Graph-of-Differences: Anatomy-Structured Difference Alignment for Medical Image Re-Identification
Pith reviewed 2026-06-26 14:34 UTC · model grok-4.3
The pith
Representing medical images as anatomy graphs and aligning differences over matched nodes improves re-identification accuracy and generalization.
A machine-rendered reading of the paper's core claim, the machinery that carries it, and where it could break.
Core claim
GoD represents each image as an anatomy graph, establishes soft node correspondence for image pairs, computes differences over matched anatomy, and uses a graph-level difference alignment objective to tie these to the global backbone difference, ensuring the retrieval signal is anchored in homologous structures.
What carries the argument
The anatomy graph with soft node correspondence and graph-level difference alignment objective that anchors differences to named structures.
If this is right
- Rank-1 accuracy increases by 7.1 percentage points on fundus images and 3.1 on CXR over baseline.
- Gains extend to zero-shot external transfers, indicating better generalization.
- Explanations become verifiable through node insertion and deletion tests on named graph nodes.
- The method reduces vulnerability to shortcut learning from non-anatomical features.
Where Pith is reading between the lines
- The approach may apply to other tasks requiring anatomical consistency, such as segmentation or registration.
- Structured explanations could support regulatory requirements for AI in healthcare.
- Performance might further improve if node correspondences incorporate domain-specific priors.
Load-bearing premise
Soft node correspondence between anatomy graphs from different images can be established reliably enough that the resulting differences are meaningful and not dominated by correspondence errors.
What would settle it
If ablating the anatomy graph and alignment components yields no improvement or worse performance than the frozen-backbone baseline, or if correspondence errors lead to meaningless differences, the central claim would be falsified.
Figures
read the original abstract
Medical image re-identification (MedReID) enables longitudinal patient linkage but remains vulnerable to shortcut learning and often produces decisions that clinicians cannot audit against named anatomy.

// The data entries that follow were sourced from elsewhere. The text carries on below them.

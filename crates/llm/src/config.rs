use std::sync::Arc;
use std::time::Duration;

use async_trait::async_trait;
use conclave_common::{ConclaveError, Result};
use serde::{Deserialize, Serialize};

use crate::client::{LlmClient, LlmRequest, LlmResponse};
use crate::gemini::GeminiClient;
use crate::retry::{RetryConfig, RetryingClient};
use crate::structured::ModelTiers;

pub const API_KEY_ENV: &str = "GEMINI_API_KEY";
pub const FAST_MODEL_ENV: &str = "GEMINI_MODEL_FAST";
pub const SMART_MODEL_ENV: &str = "GEMINI_MODEL_SMART";
pub const API_URL_ENV: &str = "GEMINI_API_URL";
pub const TIMEOUT_ENV: &str = "CONCLAVE_LLM_TIMEOUT_MS";
pub const MAX_CONCURRENT_ENV: &str = "CONCLAVE_MAX_CONCURRENT";

pub const DEFAULT_FAST_MODEL: &str = "gemini-2.5-flash";
pub const DEFAULT_SMART_MODEL: &str = "gemini-2.5-pro";

#[derive(Debug, Clone, Serialize, Deserialize)]
pub struct LlmConfig {
    /// Prefer the `GEMINI_API_KEY` environment variable over the config file.
    #[serde(default, skip_serializing_if = "Option::is_none")]
    pub api_key: Option<String>,
    #[serde(default, skip_serializing_if = "Option::is_none")]
    pub api_url: Option<String>,
    #[serde(default = "default_fast_model")]
    pub fast_model: String,
    #[serde(default = "default_smart_model")]
    pub smart_model: String,
    #[serde(default = "default_timeout_ms")]
    pub timeout_ms: u64,
    #[serde(default, skip_serializing_if = "Option::is_none")]
    pub max_output_tokens: Option<u32>,
    #[serde(default = "default_max_concurrent")]
    pub max_concurrent_requests: usize,
    #[serde(default)]
    pub retry: RetryConfig,
}

fn default_fast_model() -> String {
    DEFAULT_FAST_MODEL.into()
}

fn default_smart_model() -> String {
    DEFAULT_SMART_MODEL.into()
}

fn default_timeout_ms() -> u64 {
    60_000
}

fn default_max_concurrent() -> usize {
    4
}

impl Default for LlmConfig {
    fn default() -> Self {
        Self {
            api_key: None,
            api_url: None,
            fast_model: default_fast_model(),
            smart_model: default_smart_model(),
            timeout_ms: default_timeout_ms(),
            max_output_tokens: None,
            max_concurrent_requests: default_max_concurrent(),
            retry: RetryConfig::default(),
        }
    }
}

impl LlmConfig {
    /// Overlay values from environment variables.
    ///
    /// `lookup` resolves a variable name; pass `|k| std::env::var(k).ok()` in
    /// production. Empty values are ignored.
    pub fn apply_env<F>(&mut self, lookup: F) -> Result<()>
    where
        F: Fn(&str) -> Option<String>,
    {
        let get = |key: &str| lookup(key).filter(|v| !v.trim().is_empty());

        if let Some(key) = get(API_KEY_ENV) {
            self.api_key = Some(key);
        }
        if let Some(url) = get(API_URL_ENV) {
            self.api_url = Some(url);
        }
        if let Some(model) = get(FAST_MODEL_ENV) {
            self.fast_model = model;
        }
        if let Some(model) = get(SMART_MODEL_ENV) {
            self.smart_model = model;
        }
        if let Some(raw) = get(TIMEOUT_ENV) {
            self.timeout_ms = parse_number(TIMEOUT_ENV, &raw)?;
        }
        if let Some(raw) = get(MAX_CONCURRENT_ENV) {
            self.max_concurrent_requests = parse_number(MAX_CONCURRENT_ENV, &raw)?;
        }
        Ok(())
    }

    /// The API key, or a configuration error when none is set.
    pub fn require_api_key(&self) -> Result<&str> {
        self.api_key
            .as_deref()
            .filter(|k| !k.trim().is_empty())
            .ok_or_else(|| {
                ConclaveError::Config(format!(
                    "Missing {API_KEY_ENV}. Set it in the environment before starting."
                ))
            })
    }

    pub fn tiers(&self) -> ModelTiers {
        ModelTiers {
            fast: self.fast_model.clone(),
            smart: self.smart_model.clone(),
        }
    }
}

fn parse_number<T: std::str::FromStr>(key: &str, raw: &str) -> Result<T> {
    raw.trim()
        .parse()
        .map_err(|_| ConclaveError::Config(format!("{key} must be a number, got '{raw}'")))
}

/// Caps the number of generation calls in flight at once.
pub struct SemaphoredClient {
    inner: Arc<dyn LlmClient>,
    semaphore: Arc<tokio::sync::Semaphore>,
}

impl SemaphoredClient {
    pub fn new(inner: Arc<dyn LlmClient>, max_concurrent: usize) -> Self {
        Self {
            inner,
            semaphore: Arc::new(tokio::sync::Semaphore::new(max_concurrent.max(1))),
        }
    }
}

#[async_trait]
impl LlmClient for SemaphoredClient {
    async fn complete(&self, request: LlmRequest) -> Result<LlmResponse> {
        let _permit = self
            .semaphore
            .acquire()
            .await
            .map_err(|e| ConclaveError::ModelService(format!("Semaphore acquire failed: {e}")))?;
        self.inner.complete(request).await
    }

    fn provider_name(&self) -> &str {
        self.inner.provider_name()
    }
}

/// Build the process-wide client: Gemini, wrapped in retry, wrapped in a
/// concurrency limit.
pub fn build_llm_client(config: &LlmConfig) -> Result<Arc<dyn LlmClient>> {
    let api_key = config.require_api_key()?.to_string();
    let base_client: Box<dyn LlmClient> = Box::new(GeminiClient::new(
        config.api_url.clone(),
        api_key,
        Duration::from_millis(config.timeout_ms),
    )?);

    let retrying: Box<dyn LlmClient> =
        Box::new(RetryingClient::new(base_client, config.retry.clone()));

    let semaphored = SemaphoredClient::new(Arc::from(retrying), config.max_concurrent_requests);

    Ok(Arc::new(semaphored))
}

We propose Graph-of-Differences (GoD), which grounds identity comparisons in explicit anatomical structure. Each image is represented as an anatomy graph whose nodes correspond to named anatomical regions; given an image pair, soft node correspondence is established, and differences are computed over matched anatomy. A graph-level difference alignment objective ties these anatomy-matched differences to the global backbone difference, ensuring the retrieval signal is anchored in homologous structures rather than arbitrary spatial tokens. Explanations are defined over named graph nodes and quantitatively audited via node insertion/deletion tests, replacing unstable pixel heatmaps with verifiable structure-level evidence. On internal benchmarks, GoD improves Rank-1 by +7.1 pp on fundus and +3.1 pp on CXR over a strong frozen-backbone baseline, with further gains on zero-shot external transfers confirming that anatomy grounding improves both accuracy and generalization. Code is available at https://github.com/GenMI-Lab/GoD.git.
Editorial analysis
A structured set of objections, weighed in public.
Referee Report
Summary. The paper proposes Graph-of-Differences (GoD) for medical image re-identification (MedReID). Images are represented as anatomy graphs with nodes for named anatomical regions. For pairs, soft node correspondence is established and differences computed over matched nodes; a graph-level alignment objective ties these anatomy-specific differences to the global backbone difference. This is claimed to reduce shortcut learning, improve Rank-1 by +7.1 pp (fundus) and +3.1 pp (CXR) over a frozen-backbone baseline, yield further zero-shot external gains, and enable auditable explanations via named nodes with insertion/deletion tests. Code is released.
Significance. If the results hold after addressing validation gaps, the contribution would be significant for MedReID by replacing opaque spatial-token comparisons with explicit, named anatomical structure. The reported accuracy and generalization improvements, combined with structure-level explanations and public code, would advance both performance and clinical auditability in longitudinal patient linkage tasks.
major comments (2)
- [Method] Method section (description of soft node correspondence and graph-level alignment): the central claim attributes performance gains to anatomy-grounded differences, yet no quantitative validation of correspondence quality (e.g., precision/recall on held-out annotated node pairs) or ablation replacing learned correspondence with random/uniform matching is provided; without these, it is impossible to confirm that reported improvements arise from meaningful anatomical variation rather than the auxiliary alignment loss or backbone features.
- [Experiments] Experiments section (internal benchmarks and zero-shot transfers): the +7.1 pp and +3.1 pp Rank-1 gains and external-transfer results are presented without error bars, statistical significance tests, or explicit baseline definitions; this weakens the ability to assess whether the anatomy-grounding component is the load-bearing driver of the claimed generalization benefit.
minor comments (2)
- [Abstract] Abstract and Experiments: the description of the frozen-backbone baseline and the temperature parameter in soft correspondence lack implementation specifics that would aid reproducibility.
- [Explanations] Explanations section: while node insertion/deletion tests are mentioned, the quantitative auditing protocol (e.g., how many nodes, how deletion is performed) should be detailed with pseudocode or equations for clarity.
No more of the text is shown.